Together, we have all worked hard to limit the spread of COVID-19. As soon as the pandemic began, Strategic Group acted to keep all our tenants and residents safe and healthy. This included following public health orders and recommendations. We kept in regular contact with our residents and tenants to share what changes we were making and the latest accurate information from the governments of Canada and Alberta.

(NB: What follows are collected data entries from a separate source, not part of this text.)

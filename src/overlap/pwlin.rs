//! Intersection of integration cells with the linear sub-elements of a quadratic slave.
use super::{edge_line_intersection, fan_triangulate, CellVertex, IntegrationCell, VertexOrigin};
use crate::config::CoreConfig;
use crate::element::lagmult::{piecewise_linear_subelements, subelement_polygon};
use crate::element::ElementView;
use crate::error::MortarError;
use mortar_geometry::clip::{clip_convex_polygons, ClipVertexKind};
use mortar_traits::Real;
use nalgebra::{Matrix2, Point2, Vector2};

/// Vertex at a point `xi` inside a triangular cell, interpolated barycentrically.
fn interpolate_in_cell<T: Real>(cell: &IntegrationCell<T>, xi: &Vector2<T>, origin: VertexOrigin) -> Option<CellVertex<T>> {
    let [v0, v1, v2] = [0, 1, 2].map(|k| &cell.vertices[k]);
    let (e1, e2) = (v1.slave - v0.slave, v2.slave - v0.slave);
    let inverse = Matrix2::from_columns(&[e1, e2]).try_inverse()?;
    let lambda = inverse * (xi - v0.slave);
    let (dm1, dm2) = (v1.master - v0.master, v2.master - v0.master);

    // The point is fixed: E [dl1, dl2]^T = -(dv0 + l1 de1 + l2 de2)
    let mut rhs = v0.slave_deriv.clone();
    rhs.add_scaled(&v1.slave_deriv, lambda.x);
    rhs.add_scaled(&v2.slave_deriv, lambda.y);
    rhs.add_scaled(&v0.slave_deriv, -(lambda.x + lambda.y));
    let dlambda = rhs.map(|d| -(inverse * d));

    let mut master_deriv = v0.master_deriv.clone();
    master_deriv.add_scaled(&v1.master_deriv, lambda.x);
    master_deriv.add_scaled(&v2.master_deriv, lambda.y);
    master_deriv.add_scaled(&v0.master_deriv, -(lambda.x + lambda.y));
    master_deriv.add_mapped(&dlambda, |dl| dm1 * dl.x + dm2 * dl.y);

    Some(CellVertex {
        slave: *xi,
        master: v0.master + dm1 * lambda.x + dm2 * lambda.y,
        slave_deriv: Default::default(),
        master_deriv,
        origin,
    })
}

/// Splits triangular cells along the boundaries of the linear sub-elements of the slave.
pub(super) fn split_by_subelements<T: Real>(
    slave: &ElementView<T>,
    cells: Vec<IntegrationCell<T>>,
    config: &CoreConfig,
) -> Result<Vec<IntegrationCell<T>>, MortarError> {
    let cell_type = slave.cell();
    let subelements = piecewise_linear_subelements(cell_type).map_err(|msg| MortarError::usage(slave.id(), msg))?;
    let tol: T = nalgebra::convert(config.clip_tolerance);
    let min_area = nalgebra::convert::<_, T>(config.min_cell_area_fraction) * cell_type.reference_measure();

    let mut result = Vec::new();
    for cell in &cells {
        let subject: Vec<Point2<T>> = cell.vertices.iter().map(|v| Point2::from(v.slave)).collect();
        for (s, nodes) in subelements.iter().enumerate() {
            let sub_polygon: Vec<Point2<T>> = subelement_polygon(cell_type, nodes);
            let clipped = clip_convex_polygons(&subject, &sub_polygon, tol)
                .map_err(|err| MortarError::integration(slave.id(), format!("sub-element clipping: {}", err)))?;
            if clipped.is_empty() {
                continue;
            }
            let mut polygon = Vec::with_capacity(clipped.len());
            for vertex in &clipped {
                let cell_vertex = match vertex.kind {
                    ClipVertexKind::Subject(i) => Some(cell.vertices[i].clone()),
                    ClipVertexKind::Clip(j) => {
                        interpolate_in_cell(cell, &vertex.point.coords, VertexOrigin::SubElementCorner(j))
                    }
                    ClipVertexKind::Intersection { subject_edge, clip_edge } => {
                        let p = &cell.vertices[subject_edge];
                        let q = &cell.vertices[(subject_edge + 1) % 3];
                        let c = sub_polygon[clip_edge].coords;
                        let dir = sub_polygon[(clip_edge + 1) % sub_polygon.len()].coords - c;
                        let origin = VertexOrigin::SubElementIntersection {
                            cell_edge: subject_edge,
                            subelement_edge: clip_edge,
                        };
                        edge_line_intersection(p, q, &c, &dir, origin)
                    }
                };
                polygon.push(cell_vertex.ok_or_else(|| {
                    MortarError::integration(slave.id(), "degenerate cell in sub-element clipping")
                })?);
            }
            result.extend(fan_triangulate(&polygon, cell.master, Some(s), min_area));
        }
    }
    Ok(result)
}
//! Shape-function kernel for mortar surface elements.
//!
//! Every surface element is described by its [`CellType`], a closed set of Lagrange and NURBS
//! variants. Evaluation produces values, first and second parametric derivatives of all basis
//! functions in a single [`ShapeFunctions`] record. Geometric quantities (positions, tangents,
//! normals, Jacobians and their linearisations) are computed from such a record by
//! [`ElementView`](geometry::ElementView).
//!
//! Reference domains:
//!
//! - lines: `[-1, 1]`,
//! - triangles: the unit triangle `{(0, 0), (1, 0), (0, 1)}`,
//! - quadrilaterals: `[-1, 1]^2`.
//!
//! Parametric coordinates are always stored as `Vector2`, lines ignore the second component.
use mortar_traits::Real;
use nalgebra::{DVector, Matrix2xX, Matrix3xX, Point2, Scalar, Vector2};
use numeric_literals::replace_float_literals;
use serde::{Deserialize, Serialize};

pub mod geometry;
pub mod lagmult;
mod lagrange;
pub mod nurbs;
pub mod volume;

pub use geometry::ElementView;

#[derive(Debug, Copy, Clone, PartialEq, Eq, Hash, Serialize, Deserialize)]
pub enum CellType {
    Line2,
    Line3,
    Tri3,
    Tri6,
    Quad4,
    Quad8,
    Quad9,
    /// Linear NURBS curve.
    Nurbs2,
    /// Quadratic NURBS curve.
    Nurbs3,
    /// Bilinear NURBS surface.
    Nurbs4,
    /// Biquadratic NURBS surface.
    Nurbs9,
}

impl CellType {
    pub fn num_nodes(&self) -> usize {
        use CellType::*;
        match self {
            Line2 | Nurbs2 => 2,
            Line3 | Nurbs3 => 3,
            Tri3 => 3,
            Tri6 => 6,
            Quad4 | Nurbs4 => 4,
            Quad8 => 8,
            Quad9 | Nurbs9 => 9,
        }
    }

    /// Dimension of the reference domain, 1 for curves and 2 for surfaces.
    pub fn parametric_dim(&self) -> usize {
        use CellType::*;
        match self {
            Line2 | Line3 | Nurbs2 | Nurbs3 => 1,
            _ => 2,
        }
    }

    /// Number of vertices of the reference domain.
    pub fn num_corners(&self) -> usize {
        use CellType::*;
        match self {
            Line2 | Line3 | Nurbs2 | Nurbs3 => 2,
            Tri3 | Tri6 => 3,
            Quad4 | Quad8 | Quad9 | Nurbs4 | Nurbs9 => 4,
        }
    }

    pub fn is_triangle(&self) -> bool {
        matches!(self, CellType::Tri3 | CellType::Tri6)
    }

    pub fn is_nurbs(&self) -> bool {
        use CellType::*;
        matches!(self, Nurbs2 | Nurbs3 | Nurbs4 | Nurbs9)
    }

    /// Polynomial degree per parametric direction.
    pub fn degree(&self) -> usize {
        use CellType::*;
        match self {
            Line2 | Tri3 | Quad4 | Nurbs2 | Nurbs4 => 1,
            Line3 | Tri6 | Quad8 | Quad9 | Nurbs3 | Nurbs9 => 2,
        }
    }

    pub fn is_quadratic(&self) -> bool {
        self.degree() == 2
    }

    /// The Lagrange cell spanned by the corner nodes of a quadratic Lagrange cell.
    pub fn linear_counterpart(&self) -> Option<CellType> {
        use CellType::*;
        match self {
            Line3 => Some(Line2),
            Tri6 => Some(Tri3),
            Quad8 | Quad9 => Some(Quad4),
            _ => None,
        }
    }

    /// Parametric coordinates associated with node `k`.
    ///
    /// For NURBS elements the control points are associated with the Greville-like positions
    /// `-1, (0,) 1` per direction, with the first direction varying fastest.
    pub fn node_parametric_coords<T: Real>(&self, k: usize) -> Vector2<T> {
        use CellType::*;
        assert!(k < self.num_nodes(), "node index out of bounds");
        let (x, y): (f64, f64) = match self {
            Line2 | Nurbs2 => ([-1.0, 1.0][k], 0.0),
            Line3 => ([-1.0, 1.0, 0.0][k], 0.0),
            Nurbs3 => ([-1.0, 0.0, 1.0][k], 0.0),
            Tri3 | Tri6 => [(0.0, 0.0), (1.0, 0.0), (0.0, 1.0), (0.5, 0.0), (0.5, 0.5), (0.0, 0.5)][k],
            Quad4 | Quad8 | Quad9 => [
                (-1.0, -1.0),
                (1.0, -1.0),
                (1.0, 1.0),
                (-1.0, 1.0),
                (0.0, -1.0),
                (1.0, 0.0),
                (0.0, 1.0),
                (-1.0, 0.0),
                (0.0, 0.0),
            ][k],
            Nurbs4 => ([-1.0, 1.0][k % 2], [-1.0, 1.0][k / 2]),
            Nurbs9 => ([-1.0, 0.0, 1.0][k % 3], [-1.0, 0.0, 1.0][k / 3]),
        };
        Vector2::new(nalgebra::convert(x), nalgebra::convert(y))
    }

    /// Indices of the nodes located at the corners of the reference domain, in
    /// counter-clockwise order.
    pub fn corner_nodes(&self) -> &'static [usize] {
        use CellType::*;
        match self {
            Line2 | Line3 | Nurbs2 => &[0, 1],
            Nurbs3 => &[0, 2],
            Tri3 | Tri6 => &[0, 1, 2],
            Quad4 | Quad8 | Quad9 => &[0, 1, 2, 3],
            Nurbs4 => &[0, 1, 3, 2],
            Nurbs9 => &[0, 2, 8, 6],
        }
    }

    /// The reference-domain vertices in counter-clockwise order (surfaces only).
    pub fn corner_polygon<T: Real>(&self) -> Vec<Point2<T>> {
        self.corner_nodes()
            .iter()
            .map(|&k| Point2::from(self.node_parametric_coords(k)))
            .collect()
    }

    /// Centre of the reference domain.
    #[replace_float_literals(T::from_f64(literal).expect("Literal must fit in T"))]
    pub fn centre<T: Real>(&self) -> Vector2<T> {
        if self.is_triangle() {
            Vector2::new(1.0 / 3.0, 1.0 / 3.0)
        } else {
            Vector2::zeros()
        }
    }

    /// Length or area of the reference domain.
    #[replace_float_literals(T::from_f64(literal).expect("Literal must fit in T"))]
    pub fn reference_measure<T: Real>(&self) -> T {
        match (self.parametric_dim(), self.is_triangle()) {
            (1, _) => 2.0,
            (_, true) => 0.5,
            _ => 4.0,
        }
    }

    /// Whether `xi` lies in the reference domain enlarged by `tol`.
    #[replace_float_literals(T::from_f64(literal).expect("Literal must fit in T"))]
    pub fn is_inside<T: Real>(&self, xi: &Vector2<T>, tol: T) -> bool {
        let bound = 1.0 + tol;
        if self.parametric_dim() == 1 {
            xi.x.abs() <= bound
        } else if self.is_triangle() {
            xi.x >= -tol && xi.y >= -tol && xi.x + xi.y <= bound
        } else {
            xi.x.abs() <= bound && xi.y.abs() <= bound
        }
    }
}

/// Basis function values and parametric derivatives at a single point.
///
/// Column `k` of `gradients` holds `(dN_k/dxi, dN_k/deta)` and column `k` of `hessians` holds
/// `(d2N_k/dxi2, d2N_k/deta2, d2N_k/dxi deta)`. For curves, all `eta` entries are zero.
#[derive(Debug, Clone, PartialEq)]
pub struct ShapeFunctions<T: Scalar> {
    pub values: DVector<T>,
    pub gradients: Matrix2xX<T>,
    pub hessians: Matrix3xX<T>,
}

impl<T: Real> ShapeFunctions<T> {
    pub fn zeros(num_nodes: usize) -> Self {
        Self {
            values: DVector::zeros(num_nodes),
            gradients: Matrix2xX::zeros(num_nodes),
            hessians: Matrix3xX::zeros(num_nodes),
        }
    }

    pub fn num_nodes(&self) -> usize {
        self.values.len()
    }

    pub fn gradient(&self, k: usize) -> Vector2<T> {
        self.gradients.column(k).into_owned()
    }
}

/// Evaluates the Lagrange basis of the given cell at `xi`.
///
/// # Panics
///
/// Panics if `cell` is a NURBS cell, see [`nurbs::evaluate`] instead.
pub fn evaluate_lagrange<T: Real>(cell: CellType, xi: &Vector2<T>) -> ShapeFunctions<T> {
    lagrange::evaluate(cell, xi)
}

As we closed high risk amenities like gyms and common rooms, we also started a thorough cleaning program that included disinfecting high-touch areas like elevator buttons and door handles at least once a day. Our building technicians and maintenance teams were also equipped with disinfection materials to clean throughout our buildings as they went about daily operations. Our after-hours cleaning teams also did weekly deep cleans that included sanitizing all common areas.

Now that we are entering a new normal, we have reopened amenities while we continue to keep a heightened level of cleaning in the common areas of our residential communities. The pandemic is still with us, so we must be vigilant as we clean and sanitize our homes.

Of course, our response to COVID-19 must be a collaborative effort. Thanks to all our residents who practice social distancing, wash their hands often and well, and stay in their homes when they are not feeling well. We are deeply grateful that such considerate people chose to live in our communities every day. Together, we will ensure a safe and healthy future for all of us.